*** Opening Supplied data ***
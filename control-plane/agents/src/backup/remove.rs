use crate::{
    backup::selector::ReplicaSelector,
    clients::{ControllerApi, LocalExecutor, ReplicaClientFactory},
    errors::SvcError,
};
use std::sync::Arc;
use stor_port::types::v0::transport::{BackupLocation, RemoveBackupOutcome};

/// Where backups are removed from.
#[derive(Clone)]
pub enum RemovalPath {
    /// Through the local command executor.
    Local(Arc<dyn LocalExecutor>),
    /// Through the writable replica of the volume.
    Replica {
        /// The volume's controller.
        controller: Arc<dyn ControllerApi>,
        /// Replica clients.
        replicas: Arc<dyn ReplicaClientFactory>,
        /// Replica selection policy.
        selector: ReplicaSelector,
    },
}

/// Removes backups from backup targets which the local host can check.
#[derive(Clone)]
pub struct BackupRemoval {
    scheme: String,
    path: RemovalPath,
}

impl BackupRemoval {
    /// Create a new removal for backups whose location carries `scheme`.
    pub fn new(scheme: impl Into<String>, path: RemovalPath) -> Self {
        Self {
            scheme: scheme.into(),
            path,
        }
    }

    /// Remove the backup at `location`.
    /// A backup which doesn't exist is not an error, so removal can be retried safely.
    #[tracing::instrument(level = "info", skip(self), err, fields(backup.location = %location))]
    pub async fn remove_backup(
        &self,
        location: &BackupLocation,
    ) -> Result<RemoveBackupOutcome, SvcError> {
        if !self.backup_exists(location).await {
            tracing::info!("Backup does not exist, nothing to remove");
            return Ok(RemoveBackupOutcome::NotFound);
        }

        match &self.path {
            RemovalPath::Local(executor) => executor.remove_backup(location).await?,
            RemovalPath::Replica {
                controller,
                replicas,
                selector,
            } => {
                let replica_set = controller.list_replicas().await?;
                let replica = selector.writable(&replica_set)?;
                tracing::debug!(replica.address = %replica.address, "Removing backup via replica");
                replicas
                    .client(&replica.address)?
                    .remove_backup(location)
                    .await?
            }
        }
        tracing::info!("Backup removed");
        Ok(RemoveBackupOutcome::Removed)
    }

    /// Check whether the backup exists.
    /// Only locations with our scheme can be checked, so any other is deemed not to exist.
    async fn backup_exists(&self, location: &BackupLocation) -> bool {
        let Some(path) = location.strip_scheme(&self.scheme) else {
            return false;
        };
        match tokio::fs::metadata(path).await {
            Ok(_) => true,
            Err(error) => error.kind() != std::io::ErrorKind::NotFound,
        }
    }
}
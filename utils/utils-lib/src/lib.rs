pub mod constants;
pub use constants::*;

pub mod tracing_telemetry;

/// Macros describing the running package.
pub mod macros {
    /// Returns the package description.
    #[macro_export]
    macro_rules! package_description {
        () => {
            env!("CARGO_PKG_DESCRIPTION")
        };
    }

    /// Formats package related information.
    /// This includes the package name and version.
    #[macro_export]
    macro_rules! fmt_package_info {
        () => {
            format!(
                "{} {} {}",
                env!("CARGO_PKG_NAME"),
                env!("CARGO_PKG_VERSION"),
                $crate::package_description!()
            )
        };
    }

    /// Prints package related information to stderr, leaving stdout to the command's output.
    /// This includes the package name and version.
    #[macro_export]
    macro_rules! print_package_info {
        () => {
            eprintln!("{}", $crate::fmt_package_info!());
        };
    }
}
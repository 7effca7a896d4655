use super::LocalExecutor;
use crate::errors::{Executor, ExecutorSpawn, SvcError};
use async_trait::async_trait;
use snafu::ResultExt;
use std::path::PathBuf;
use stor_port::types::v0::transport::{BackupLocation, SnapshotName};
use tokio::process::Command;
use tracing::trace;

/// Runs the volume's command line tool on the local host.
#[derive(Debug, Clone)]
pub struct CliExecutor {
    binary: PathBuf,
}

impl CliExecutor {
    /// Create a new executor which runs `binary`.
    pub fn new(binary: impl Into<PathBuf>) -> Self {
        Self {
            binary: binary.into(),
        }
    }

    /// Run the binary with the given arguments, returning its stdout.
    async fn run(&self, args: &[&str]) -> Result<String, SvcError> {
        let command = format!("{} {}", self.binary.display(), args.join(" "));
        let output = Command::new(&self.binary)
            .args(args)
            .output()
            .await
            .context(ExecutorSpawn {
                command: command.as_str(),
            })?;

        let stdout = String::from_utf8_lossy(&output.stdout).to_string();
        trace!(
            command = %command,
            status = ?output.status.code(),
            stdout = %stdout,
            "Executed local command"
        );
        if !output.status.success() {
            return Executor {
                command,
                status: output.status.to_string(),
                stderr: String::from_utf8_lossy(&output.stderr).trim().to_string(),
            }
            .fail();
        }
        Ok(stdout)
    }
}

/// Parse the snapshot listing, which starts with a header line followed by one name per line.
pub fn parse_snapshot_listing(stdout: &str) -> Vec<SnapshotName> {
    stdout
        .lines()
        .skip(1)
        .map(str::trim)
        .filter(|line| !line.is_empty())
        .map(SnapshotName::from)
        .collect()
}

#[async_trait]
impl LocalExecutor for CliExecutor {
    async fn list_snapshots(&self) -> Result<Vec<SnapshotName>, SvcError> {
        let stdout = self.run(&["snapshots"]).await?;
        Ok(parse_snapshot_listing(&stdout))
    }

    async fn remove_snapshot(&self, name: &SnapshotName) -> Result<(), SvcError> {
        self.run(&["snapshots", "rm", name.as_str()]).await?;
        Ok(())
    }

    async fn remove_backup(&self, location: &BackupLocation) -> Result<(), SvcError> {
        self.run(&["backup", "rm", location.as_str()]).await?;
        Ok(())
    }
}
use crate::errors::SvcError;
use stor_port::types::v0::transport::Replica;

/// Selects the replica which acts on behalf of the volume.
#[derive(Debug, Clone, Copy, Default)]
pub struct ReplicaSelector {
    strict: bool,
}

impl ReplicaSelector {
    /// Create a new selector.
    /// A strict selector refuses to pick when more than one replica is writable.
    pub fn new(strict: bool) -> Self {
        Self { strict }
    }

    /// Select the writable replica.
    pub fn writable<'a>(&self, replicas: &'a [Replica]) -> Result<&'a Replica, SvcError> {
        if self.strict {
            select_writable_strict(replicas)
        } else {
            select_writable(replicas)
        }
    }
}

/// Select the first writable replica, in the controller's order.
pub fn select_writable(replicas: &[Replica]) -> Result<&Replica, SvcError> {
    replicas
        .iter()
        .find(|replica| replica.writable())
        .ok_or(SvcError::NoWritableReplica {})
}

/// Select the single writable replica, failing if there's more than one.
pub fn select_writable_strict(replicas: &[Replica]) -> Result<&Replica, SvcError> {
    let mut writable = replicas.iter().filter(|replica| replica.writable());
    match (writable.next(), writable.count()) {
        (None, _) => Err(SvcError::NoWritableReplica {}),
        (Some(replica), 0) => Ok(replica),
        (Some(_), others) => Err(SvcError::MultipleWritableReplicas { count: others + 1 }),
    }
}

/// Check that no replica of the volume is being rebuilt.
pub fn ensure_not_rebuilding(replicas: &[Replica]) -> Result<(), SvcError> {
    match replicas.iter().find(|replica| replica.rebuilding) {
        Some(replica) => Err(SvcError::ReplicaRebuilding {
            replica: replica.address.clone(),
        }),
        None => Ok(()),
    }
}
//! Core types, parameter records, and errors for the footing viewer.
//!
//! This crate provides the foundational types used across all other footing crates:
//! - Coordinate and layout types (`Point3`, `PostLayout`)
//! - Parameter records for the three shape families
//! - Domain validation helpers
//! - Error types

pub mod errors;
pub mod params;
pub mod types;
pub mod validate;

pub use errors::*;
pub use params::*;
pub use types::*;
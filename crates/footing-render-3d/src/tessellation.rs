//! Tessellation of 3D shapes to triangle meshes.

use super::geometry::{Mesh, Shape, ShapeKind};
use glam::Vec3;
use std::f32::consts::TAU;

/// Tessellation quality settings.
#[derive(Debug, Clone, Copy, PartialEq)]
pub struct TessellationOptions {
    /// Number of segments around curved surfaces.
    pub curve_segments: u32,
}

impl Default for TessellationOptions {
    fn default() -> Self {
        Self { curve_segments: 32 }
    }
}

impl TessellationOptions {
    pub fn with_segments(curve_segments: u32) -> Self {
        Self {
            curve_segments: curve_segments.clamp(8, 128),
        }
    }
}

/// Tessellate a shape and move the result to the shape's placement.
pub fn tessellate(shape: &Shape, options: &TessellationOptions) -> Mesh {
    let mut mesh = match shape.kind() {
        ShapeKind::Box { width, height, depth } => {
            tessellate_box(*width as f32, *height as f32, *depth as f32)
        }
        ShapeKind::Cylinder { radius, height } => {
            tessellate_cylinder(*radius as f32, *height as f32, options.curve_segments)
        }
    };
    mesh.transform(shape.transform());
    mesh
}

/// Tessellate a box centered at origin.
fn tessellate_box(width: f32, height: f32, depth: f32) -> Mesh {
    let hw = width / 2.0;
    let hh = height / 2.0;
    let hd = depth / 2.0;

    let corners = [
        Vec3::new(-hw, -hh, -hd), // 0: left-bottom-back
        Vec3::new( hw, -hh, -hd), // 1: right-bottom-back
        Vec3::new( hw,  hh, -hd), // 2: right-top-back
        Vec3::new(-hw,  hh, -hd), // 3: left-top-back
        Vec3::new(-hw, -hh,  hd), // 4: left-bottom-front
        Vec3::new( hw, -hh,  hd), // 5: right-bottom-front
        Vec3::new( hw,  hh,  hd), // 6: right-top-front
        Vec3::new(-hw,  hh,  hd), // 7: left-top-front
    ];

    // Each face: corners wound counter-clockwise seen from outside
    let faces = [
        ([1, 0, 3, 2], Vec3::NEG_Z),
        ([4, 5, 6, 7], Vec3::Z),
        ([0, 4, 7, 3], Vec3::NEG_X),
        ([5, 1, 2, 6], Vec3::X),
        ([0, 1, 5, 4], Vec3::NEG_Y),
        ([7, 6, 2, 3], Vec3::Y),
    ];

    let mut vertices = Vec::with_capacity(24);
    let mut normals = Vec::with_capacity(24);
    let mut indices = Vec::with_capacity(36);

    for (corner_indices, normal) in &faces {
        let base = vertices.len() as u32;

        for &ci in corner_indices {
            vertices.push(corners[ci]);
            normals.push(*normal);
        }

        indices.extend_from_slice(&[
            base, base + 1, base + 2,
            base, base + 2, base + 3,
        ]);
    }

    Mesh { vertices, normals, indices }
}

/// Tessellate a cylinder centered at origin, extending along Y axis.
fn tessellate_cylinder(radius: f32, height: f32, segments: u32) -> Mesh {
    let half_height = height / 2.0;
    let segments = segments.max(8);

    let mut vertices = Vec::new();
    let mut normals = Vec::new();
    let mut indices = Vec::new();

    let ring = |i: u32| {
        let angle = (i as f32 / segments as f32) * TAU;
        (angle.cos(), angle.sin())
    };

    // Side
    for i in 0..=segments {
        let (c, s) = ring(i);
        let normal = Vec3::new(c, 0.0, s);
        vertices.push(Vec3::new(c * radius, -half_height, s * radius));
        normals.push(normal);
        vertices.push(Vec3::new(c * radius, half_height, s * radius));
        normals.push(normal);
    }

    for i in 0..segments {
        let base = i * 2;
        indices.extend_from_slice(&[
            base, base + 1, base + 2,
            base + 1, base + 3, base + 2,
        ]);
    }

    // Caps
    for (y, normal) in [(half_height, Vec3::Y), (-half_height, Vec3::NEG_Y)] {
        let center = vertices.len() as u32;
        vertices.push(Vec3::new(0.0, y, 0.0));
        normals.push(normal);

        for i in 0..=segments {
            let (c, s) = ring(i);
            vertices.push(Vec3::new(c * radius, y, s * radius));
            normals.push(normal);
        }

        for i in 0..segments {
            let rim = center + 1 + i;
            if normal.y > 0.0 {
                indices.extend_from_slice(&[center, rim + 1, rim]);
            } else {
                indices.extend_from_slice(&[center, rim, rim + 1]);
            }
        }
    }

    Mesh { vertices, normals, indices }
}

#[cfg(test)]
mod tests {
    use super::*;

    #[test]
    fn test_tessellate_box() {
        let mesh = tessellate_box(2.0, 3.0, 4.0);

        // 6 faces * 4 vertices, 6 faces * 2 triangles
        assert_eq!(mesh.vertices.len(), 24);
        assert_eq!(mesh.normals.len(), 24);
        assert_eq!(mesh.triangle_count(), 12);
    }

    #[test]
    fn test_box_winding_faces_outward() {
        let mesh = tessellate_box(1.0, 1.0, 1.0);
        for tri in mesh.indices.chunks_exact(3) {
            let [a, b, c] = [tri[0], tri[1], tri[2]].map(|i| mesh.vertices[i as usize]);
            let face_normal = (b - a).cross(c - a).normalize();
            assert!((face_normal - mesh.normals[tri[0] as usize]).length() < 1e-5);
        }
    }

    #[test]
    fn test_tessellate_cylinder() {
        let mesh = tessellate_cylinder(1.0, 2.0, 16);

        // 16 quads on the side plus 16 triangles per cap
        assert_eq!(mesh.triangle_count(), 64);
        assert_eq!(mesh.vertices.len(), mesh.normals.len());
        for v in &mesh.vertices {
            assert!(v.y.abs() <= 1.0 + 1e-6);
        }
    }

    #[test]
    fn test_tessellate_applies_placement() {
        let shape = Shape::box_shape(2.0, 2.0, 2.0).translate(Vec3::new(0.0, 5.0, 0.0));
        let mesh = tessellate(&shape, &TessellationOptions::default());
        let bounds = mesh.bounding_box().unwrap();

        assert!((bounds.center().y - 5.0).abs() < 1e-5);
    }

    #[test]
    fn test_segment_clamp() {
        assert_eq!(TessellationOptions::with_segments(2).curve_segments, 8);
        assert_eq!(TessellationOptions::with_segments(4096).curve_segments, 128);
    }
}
*** Closing Supplied data ***
◆ Task requirements: Beginning at the line above with "let hd = depth / 2.0;" and finishing at the line with "hd), // 7: left-top-front", return each line exactly and return nothing else.

◆ Your solution:
    let hd = depth / 2.0;

    let corners = [
        Vec3::new(-hw, -hh, -hd), // 0: left-bottom-back
        Vec3::new( hw, -hh, -hd), // 1: right-bottom-back
        Vec3::new( hw,  hh, -hd), // 2: right-top-back
        Vec3::new(-hw,  hh, -hd), // 3: left-top-back
        Vec3::new(-hw, -hh,  hd), // 4: left-bottom-front
        Vec3::new( hw, -hh,  hd), // 5: right-bottom-front
        Vec3::new( hw,  hh,  hd), // 6: right-top-front
        Vec3::new(-hw,  hh,  hd), // 7: left-top-front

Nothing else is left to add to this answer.